Os meninos de Missirá. Acocorado, Tumlo Soncó, filho do Régulo Quebá, impressionava-me muito este jovem, ia na coluna sempre com a sua Mauser, a bandoleira no ombro, vive hoje no bairro de Missirá, Bissau, nunca se recompôs de um tremendo AVC. O meu querido amigo Abudu é o menino mais espigado, de cabeçorra, a sorrir, teve já dois enfartes de miocárdio, trabalha moderadamente, vive na Pontinha, quando lhe dei esta fotografia esteve bem meia-hora especado a ver o mundo da sua infância, praticamente todos já faleceram.
A primeira vitória da reconstrução de Missirá, refez-se o abrigo à esquerda, por cima está o posto-sentinela, vai começar uma discussão acesa com o régulo, todos aqueles cajueiros em frente têm que desaparecer. Após imaginar umas contrapartidas, ele resignou-se e ganhámos em segurança.
Ladeado por dois milícias, de etnia fula: à esquerda, o Albino Amadu Baldé, natural do regulado do Corubal, comandante do Pelotão de Milícias 101, de Missirá; à direita, Indrissa Baldé, soldado do Pel Mil 101. Finete era guarnecida pelo Pel Mil 102.
Fala-se muito no feitiço africano, no esplendor da natureza. Quando atravessava a bolanha de Finete, e nela pernoitava, dava tudo para contemplar aquela bola de fogo que contrasta com o verde-antracite e se precipita num fundo inimaginável.

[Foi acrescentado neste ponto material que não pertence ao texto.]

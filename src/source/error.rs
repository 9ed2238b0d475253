use std::path::PathBuf;

use thiserror::Error;

use crate::retry::Transient;

/// Failures of the messaging collaborator.
#[derive(Debug, Error)]
pub enum SourceError {
    #[error("No chat export found at {0}")]
    ExportMissing(PathBuf),

    #[error("I/O error on {path}: {source}")]
    Io {
        path: PathBuf,
        source: std::io::Error,
    },

    #[error("Failed to parse chat export {path}: {source}")]
    Parse {
        path: PathBuf,
        source: serde_json::Error,
    },

    #[error("Message source is not connected")]
    NotConnected,

    #[error("Chat {0} not found")]
    ChatNotFound(i64),

    #[error("Message {message_id} not found in chat {chat_id}")]
    MessageNotFound { chat_id: i64, message_id: i64 },

    #[error("Attachment of message {message_id} is unavailable: {reason}")]
    AttachmentUnavailable { message_id: i64, reason: String },

    #[error("Telegram {operation} failed: {detail}")]
    Telegram {
        operation: &'static str,
        detail: String,
        retryable: bool,
    },

    #[error(transparent)]
    Other(#[from] anyhow::Error),
}

impl SourceError {
    pub(crate) fn io(path: impl Into<PathBuf>, source: std::io::Error) -> Self {
        Self::Io {
            path: path.into(),
            source,
        }
    }
}

impl Transient for SourceError {
    fn is_retryable(&self) -> bool {
        match self {
            SourceError::Io { source, .. } => matches!(
                source.kind(),
                std::io::ErrorKind::Interrupted | std::io::ErrorKind::TimedOut
            ),
            SourceError::Telegram { retryable, .. } => *retryable,
            _ => false,
        }
    }
}
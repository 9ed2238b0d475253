//! Error types for the persisted state files.

use std::path::PathBuf;

use thiserror::Error;

/// Errors that can occur while reading or writing the registry and ledger files.
#[derive(Error, Debug)]
pub enum StateError {
    /// The file exists but could not be read.
    #[error("Failed to read {path}: {source}")]
    Read {
        path: PathBuf,
        source: std::io::Error,
    },

    /// The file was read but is not a valid record.
    #[error("Failed to parse {path}: {source}")]
    Parse {
        path: PathBuf,
        source: serde_json::Error,
    },

    /// The record is written by a newer version of this tool.
    #[error("{path} has format version {found}, newer than supported version {expected}")]
    UnsupportedVersion {
        path: PathBuf,
        found: u32,
        expected: u32,
    },

    /// Writing, syncing or renaming the replacement file failed.
    #[error("Failed to write {path}: {source}")]
    Write {
        path: PathBuf,
        source: std::io::Error,
    },

    #[error("Failed to serialize {path}: {source}")]
    Serialize {
        path: PathBuf,
        source: serde_json::Error,
    },

    /// Another process holds the state directory lock.
    #[error("Another tgdrive-rs instance is using the state directory (lock: {path})")]
    Locked { path: PathBuf },
}

impl StateError {
    pub(crate) fn write(path: impl Into<PathBuf>, source: std::io::Error) -> Self {
        Self::Write {
            path: path.into(),
            source,
        }
    }
}
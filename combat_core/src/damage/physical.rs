//! Physical damage calculator
//!
//! 1. `base = base_hand_damage + weapon_damage`
//! 2. Multiplicative: `base * (1 + strength * strength_multiplier) + physical_damage`.
//!    Additive: `base + physical_damage`.
//! 3. `+ projectile_damage` for projectile hits, `+ undead_damage` vs undead.
//! 4. Crit roll: chance reduced by the victim's critical_resistance.

use super::{CalculationInput, DamageKind, DamageResult};
use crate::attribute::ids;
use crate::config::{CombatConfig, ScalingMode};
use crate::defense::roll_succeeds;

pub fn calculate_physical_with_roll(
    input: &CalculationInput<'_>,
    config: &CombatConfig,
    crit_roll: f64,
) -> DamageResult {
    let attacker = input.attacker;
    let scaling = &config.scaling;

    let base = scaling.base_hand_damage + attacker.value(ids::WEAPON_DAMAGE);
    let flat = attacker.value(ids::PHYSICAL_DAMAGE);

    let mut damage = match scaling.mode {
        ScalingMode::Multiplicative => {
            let strength = attacker.value(ids::STRENGTH);
            base * (1.0 + strength * scaling.strength_multiplier) + flat
        }
        ScalingMode::Additive => base + flat,
    };

    let mut result = DamageResult::default();
    damage += input.situational_bonus(&mut result);

    let (chance, multiplier) = crit_stats(input, config);
    if roll_succeeds(chance, crit_roll) {
        damage *= multiplier / 100.0;
        result.is_critical = true;
    }

    result.amount = damage;
    result.physical_amount = damage;
    result.add_tag(DamageKind::Physical.label());
    result
}

/// Effective crit chance and crit damage (both percent)
pub fn crit_stats(input: &CalculationInput<'_>, config: &CombatConfig) -> (f64, f64) {
    let attacker = input.attacker;
    let chance = attacker.value_or(ids::CRITICAL_CHANCE, config.crit.default_chance);
    let resistance = input.victim.attributes().value(ids::CRITICAL_RESISTANCE);
    let damage = attacker.value_or(ids::CRITICAL_DAMAGE, config.crit.default_damage);
    ((chance - resistance).max(0.0), damage)
}
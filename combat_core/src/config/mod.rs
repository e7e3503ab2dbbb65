//! Configuration loading from TOML files

mod combat;

pub use combat::{
    CombatConfig, CritConfig, ElementPair, ElementalConfig, MitigationConfig, ScalingConfig,
    ScalingMode,
};

use std::fs;
use std::path::Path;
use thiserror::Error;

/// Configuration loading error
#[derive(Error, Debug)]
pub enum ConfigError {
    #[error("Failed to read config file: {0}")]
    IoError(#[from] std::io::Error),
    #[error("Failed to parse TOML: {0}")]
    ParseError(#[from] toml::de::Error),
    #[error("Configuration validation error: {0}")]
    ValidationError(String),
}

/// Load a TOML file and deserialize it
pub fn load_toml<T: serde::de::DeserializeOwned>(path: &Path) -> Result<T, ConfigError> {
    let content = fs::read_to_string(path)?;
    let config: T = toml::from_str(&content)?;
    Ok(config)
}

/// Load a TOML string and deserialize it
pub fn parse_toml<T: serde::de::DeserializeOwned>(content: &str) -> Result<T, ConfigError> {
    let config: T = toml::from_str(content)?;
    Ok(config)
}

/// Load and validate a combat config file
pub fn load_combat_config(path: &Path) -> Result<CombatConfig, ConfigError> {
    let config: CombatConfig = load_toml(path)?;
    config.validate()?;
    Ok(config)
}

/// Parse and validate a combat config from a TOML string
pub fn parse_combat_config(content: &str) -> Result<CombatConfig, ConfigError> {
    let config: CombatConfig = parse_toml(content)?;
    config.validate()?;
    Ok(config)
}

/// The bundled default combat config
pub fn default_config() -> CombatConfig {
    let toml = include_str!("../../config/combat.toml");
    parse_combat_config(toml).unwrap_or_default()
}
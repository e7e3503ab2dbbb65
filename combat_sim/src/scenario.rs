//! Duel scenario files

use combat_core::attribute::{AttributeModifier, AttributeSet, ModifierOperation, Tick};
use combat_core::config::{load_toml, ConfigError};
use combat_core::{CombatEntity, DamageCategory, DamageCause, DamageContext};
use serde::{Deserialize, Serialize};
use std::collections::BTreeMap;
use std::path::Path;

/// A scripted exchange: one attacker hitting one defender on a fixed cadence
#[derive(Debug, Clone, Serialize, Deserialize)]
pub struct Scenario {
    pub name: String,
    #[serde(default)]
    pub description: String,
    pub attacker: FighterSpec,
    pub defender: FighterSpec,
    #[serde(default)]
    pub attack: AttackSpec,
}

impl Scenario {
    pub fn load(path: &Path) -> Result<Self, ConfigError> {
        load_toml(path)
    }
}

/// One side of the duel as written in the scenario file
#[derive(Debug, Clone, Serialize, Deserialize)]
pub struct FighterSpec {
    pub id: String,
    pub health: f64,
    #[serde(default)]
    pub player: bool,
    #[serde(default)]
    pub undead: bool,
    #[serde(default)]
    pub level: Option<u32>,
    #[serde(default)]
    pub tags: Vec<String>,
    /// Base attribute values by id
    #[serde(default)]
    pub attributes: BTreeMap<String, f64>,
    #[serde(default)]
    pub buffs: Vec<BuffSpec>,
}

/// A modifier applied to one attribute at the start of the duel
#[derive(Debug, Clone, Serialize, Deserialize)]
pub struct BuffSpec {
    pub attribute: String,
    pub id: String,
    pub operation: ModifierOperation,
    pub amount: f64,
    #[serde(default)]
    pub expires_at: Option<Tick>,
}

impl BuffSpec {
    pub fn modifier(&self) -> AttributeModifier {
        let modifier = AttributeModifier::new(self.id.clone(), self.operation, self.amount);
        match self.expires_at {
            Some(tick) => modifier.until(tick),
            None => modifier,
        }
    }
}

impl FighterSpec {
    pub fn build(&self) -> CombatEntity {
        let mut attributes = AttributeSet::from_bases(
            self.attributes.iter().map(|(id, base)| (id.clone(), *base)),
        );
        for buff in &self.buffs {
            attributes.add_modifier(buff.attribute.clone(), buff.modifier());
        }

        let mut entity = CombatEntity::new(self.id.clone(), self.health);
        entity.attributes = attributes;
        entity.player = self.player;
        entity.undead = self.undead;
        entity.tags = self.tags.clone();
        if let Some(level) = self.level {
            entity.level = level;
        }
        entity
    }
}

/// How the attacker swings
#[derive(Debug, Clone, Serialize, Deserialize)]
pub struct AttackSpec {
    #[serde(default = "default_cause")]
    pub cause: DamageCause,
    /// Explicit categories. Empty = derived from the cause
    #[serde(default)]
    pub categories: Vec<DamageCategory>,
    /// Damage the host reports for each hit
    #[serde(default)]
    pub base_damage: f64,
    #[serde(default = "default_hits")]
    pub hits: u32,
    /// Ticks between hits
    #[serde(default = "default_interval")]
    pub interval: Tick,
}

impl AttackSpec {
    pub fn context(&self) -> DamageContext {
        DamageContext::with_categories(self.cause, self.categories.iter().copied())
    }
}

impl Default for AttackSpec {
    fn default() -> Self {
        AttackSpec {
            cause: default_cause(),
            categories: Vec::new(),
            base_damage: 0.0,
            hits: default_hits(),
            interval: default_interval(),
        }
    }
}

fn default_cause() -> DamageCause {
    DamageCause::Melee
}
fn default_hits() -> u32 {
    50
}
fn default_interval() -> Tick {
    20
}
//! Attributes - Read access to resolved entity stats
//!
//! The engine only ever reads attributes through [`AttributeView`]. Tracked
//! entities back it with an [`AttributeSet`]; untracked mobs use the
//! map-backed [`ScalarAttributes`] shim.

pub mod ids;
mod instance;
mod modifier;

pub use instance::AttributeInstance;
pub use modifier::{AttributeModifier, ModifierOperation, Tick};

use serde::{Deserialize, Serialize};
use std::collections::HashMap;

/// Read-only accessor over an entity's resolved attribute values
pub trait AttributeView {
    /// Resolved value of an attribute, `None` if the entity does not have it
    fn get(&self, id: &str) -> Option<f64>;

    /// Resolved value of an attribute, `0.0` when absent
    fn value(&self, id: &str) -> f64 {
        self.get(id).unwrap_or(0.0)
    }

    /// Resolved value of an attribute, `default` when absent
    fn value_or(&self, id: &str, default: f64) -> f64 {
        self.get(id).unwrap_or(default)
    }
}

/// View with no attributes at all
#[derive(Debug, Clone, Copy, Default)]
pub struct NoAttributes;

impl AttributeView for NoAttributes {
    fn get(&self, _id: &str) -> Option<f64> {
        None
    }
}

/// Per-entity attribute store keyed by attribute id
#[derive(Debug, Clone, Default, Serialize, Deserialize)]
pub struct AttributeSet {
    #[serde(default)]
    attributes: HashMap<String, AttributeInstance>,
    /// Tick used when resolving timed modifiers
    #[serde(default)]
    current_tick: Tick,
}

impl AttributeSet {
    pub fn new() -> Self {
        Self::default()
    }

    /// Build a set from `(id, base)` pairs
    pub fn from_bases<I, K>(bases: I) -> Self
    where
        I: IntoIterator<Item = (K, f64)>,
        K: Into<String>,
    {
        let mut set = AttributeSet::new();
        for (id, base) in bases {
            set.set_base(id, base);
        }
        set
    }

    /// Builder form of [`AttributeSet::set_base`]
    pub fn with(mut self, id: impl Into<String>, base: f64) -> Self {
        self.set_base(id, base);
        self
    }

    /// Set the base value, creating the attribute if needed
    pub fn set_base(&mut self, id: impl Into<String>, base: f64) {
        self.attributes
            .entry(id.into())
            .and_modify(|a| a.base = base)
            .or_insert_with(|| AttributeInstance::with_base(base));
    }

    /// Add a modifier, creating the attribute with a zero base if needed
    pub fn add_modifier(&mut self, id: impl Into<String>, modifier: AttributeModifier) {
        self.attributes
            .entry(id.into())
            .or_default()
            .add_modifier(modifier);
    }

    /// Remove a modifier from an attribute
    pub fn remove_modifier(&mut self, id: &str, modifier_id: &str) -> Option<AttributeModifier> {
        self.attributes.get_mut(id)?.remove_modifier(modifier_id)
    }

    pub fn get_instance(&self, id: &str) -> Option<&AttributeInstance> {
        self.attributes.get(id)
    }

    pub fn instance_mut(&mut self, id: &str) -> Option<&mut AttributeInstance> {
        self.attributes.get_mut(id)
    }

    pub fn contains(&self, id: &str) -> bool {
        self.attributes.contains_key(id)
    }

    pub fn len(&self) -> usize {
        self.attributes.len()
    }

    pub fn is_empty(&self) -> bool {
        self.attributes.is_empty()
    }

    pub fn current_tick(&self) -> Tick {
        self.current_tick
    }

    /// Move the clock forward and drop expired modifiers
    ///
    /// Returns the number of modifiers removed. Moving backwards is ignored.
    pub fn advance_to(&mut self, tick: Tick) -> usize {
        if tick < self.current_tick {
            return 0;
        }
        self.current_tick = tick;
        self.attributes
            .values_mut()
            .map(|a| a.prune_expired(tick))
            .sum()
    }
}

impl AttributeView for AttributeSet {
    fn get(&self, id: &str) -> Option<f64> {
        self.attributes
            .get(id)
            .map(|a| a.value_at(self.current_tick))
    }
}

/// Scalar attribute values for entities without a tracked profile
#[derive(Debug, Clone, Default, Serialize, Deserialize)]
#[serde(transparent)]
pub struct ScalarAttributes {
    values: HashMap<String, f64>,
}

impl ScalarAttributes {
    pub fn new() -> Self {
        Self::default()
    }

    pub fn with(mut self, id: impl Into<String>, value: f64) -> Self {
        self.values.insert(id.into(), value);
        self
    }

    pub fn set(&mut self, id: impl Into<String>, value: f64) {
        self.values.insert(id.into(), value);
    }
}

impl AttributeView for ScalarAttributes {
    fn get(&self, id: &str) -> Option<f64> {
        self.values.get(id).copied()
    }
}

impl<K: Into<String>> FromIterator<(K, f64)> for ScalarAttributes {
    fn from_iter<I: IntoIterator<Item = (K, f64)>>(iter: I) -> Self {
        ScalarAttributes {
            values: iter.into_iter().map(|(k, v)| (k.into(), v)).collect(),
        }
    }
}
//! Block - Partial reduction of an already calculated hit
//!
//! Roll against `block_rating`; on success the hit is multiplied by
//! `1 - block_power / 100`. A block with no power lets the hit through
//! unchanged.

use super::{roll_percent, roll_succeeds};
use crate::attribute::{ids, AttributeView};
use rand::Rng;
use serde::{Deserialize, Serialize};

#[derive(Debug, Clone, Copy, PartialEq, Serialize, Deserialize)]
pub struct BlockOutcome {
    /// Whether the block roll landed
    pub blocked: bool,
    /// Damage after the block
    pub damage: f64,
}

impl BlockOutcome {
    fn unblocked(damage: f64) -> Self {
        BlockOutcome {
            blocked: false,
            damage,
        }
    }

    pub fn reduced_by(&self, original: f64) -> f64 {
        (original - self.damage).max(0.0)
    }
}

pub fn apply_block_with_roll(victim: &dyn AttributeView, damage: f64, roll: f64) -> BlockOutcome {
    let chance = victim.value(ids::BLOCK_RATING);
    if !roll_succeeds(chance, roll) {
        return BlockOutcome::unblocked(damage);
    }

    let power = victim.value(ids::BLOCK_POWER);
    let damage = if power > 0.0 {
        (damage * (1.0 - power / 100.0)).max(0.0)
    } else {
        damage
    };

    BlockOutcome {
        blocked: true,
        damage,
    }
}

pub fn apply_block(victim: &dyn AttributeView, damage: f64, rng: &mut impl Rng) -> BlockOutcome {
    apply_block_with_roll(victim, damage, roll_percent(rng))
}
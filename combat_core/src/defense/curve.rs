//! Defense curve - Diminishing returns on defense stats
//!
//! `mitigation = defense / (defense + divisor)`
//!
//! Approaches but never reaches 100%. The divisor sets how fast defense
//! saturates: at `defense == divisor` the curve gives exactly 50%.

/// Defense left after flat then percentage penetration, floored at 0
///
/// `max(0, (defense - flat_pen) * (1 - pen_percent / 100))`
pub fn effective_defense(defense: f64, flat_penetration: f64, percent_penetration: f64) -> f64 {
    ((defense - flat_penetration) * (1.0 - percent_penetration / 100.0)).max(0.0)
}

/// Mitigation fraction for an effective defense value
pub fn curve_mitigation(defense: f64, divisor: f64) -> f64 {
    if defense <= 0.0 {
        return 0.0;
    }
    defense / (defense + divisor)
}

/// Damage left after the defense curve
pub fn mitigate(damage: f64, defense: f64, divisor: f64) -> f64 {
    if damage <= 0.0 {
        return 0.0;
    }
    damage * (1.0 - curve_mitigation(defense, divisor))
}

/// Defense needed to reach a target mitigation fraction
pub fn defense_needed_for(target_mitigation: f64, divisor: f64) -> f64 {
    if target_mitigation <= 0.0 {
        return 0.0;
    }
    if target_mitigation >= 1.0 {
        return f64::INFINITY;
    }

    // m = d / (d + k)  =>  d = m * k / (1 - m)
    target_mitigation * divisor / (1.0 - target_mitigation)
}

#[cfg(test)]
mod tests {
    use super::*;

    #[test]
    fn test_no_defense() {
        assert!((curve_mitigation(0.0, 20.0) - 0.0).abs() < f64::EPSILON);
        assert!((mitigate(100.0, 0.0, 20.0) - 100.0).abs() < f64::EPSILON);
    }

    #[test]
    fn test_half_at_divisor() {
        assert!((curve_mitigation(20.0, 20.0) - 0.5).abs() < f64::EPSILON);
    }

    #[test]
    fn test_100_defense_vs_20_divisor() {
        // 100 / 120 = 83.33%
        let m = curve_mitigation(100.0, 20.0);
        assert!((m - 0.8333).abs() < 0.001);
        assert!((mitigate(16.5, 100.0, 20.0) - 2.75).abs() < 0.01);
    }

    #[test]
    fn test_diminishing_returns() {
        let first = curve_mitigation(100.0, 100.0) - curve_mitigation(0.0, 100.0);
        let second = curve_mitigation(200.0, 100.0) - curve_mitigation(100.0, 100.0);
        assert!(second < first);
    }

    #[test]
    fn test_effective_defense_penetration() {
        assert!((effective_defense(100.0, 0.0, 0.0) - 100.0).abs() < f64::EPSILON);
        assert!((effective_defense(100.0, 20.0, 0.0) - 80.0).abs() < f64::EPSILON);
        // (100 - 20) * (1 - 0.25) = 60
        assert!((effective_defense(100.0, 20.0, 25.0) - 60.0).abs() < f64::EPSILON);
        assert!((effective_defense(10.0, 50.0, 0.0) - 0.0).abs() < f64::EPSILON);
        assert!((effective_defense(100.0, 0.0, 100.0) - 0.0).abs() < f64::EPSILON);
    }

    #[test]
    fn test_defense_needed() {
        let needed = defense_needed_for(0.5, 20.0);
        assert!((needed - 20.0).abs() < 1e-9);
        assert!((curve_mitigation(needed, 20.0) - 0.5).abs() < 1e-9);
        assert!(defense_needed_for(1.0, 20.0).is_infinite());
    }
}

Não conheço leitura tão sublime, e da Guiné falo, como os cadernos elaborados durante a sua visita à Guiné em 1947, por Orlando Ribeiro, aquele que foi o maior geógrafo português do século XX. São observações de um grande humanista, ele refere as conversas que ia tendo com o seu guia e nunca escondeu o orgulho de se fotografar ao lado daquele homem que tanto lhe ensinou. Os gigantes da cultura são assim.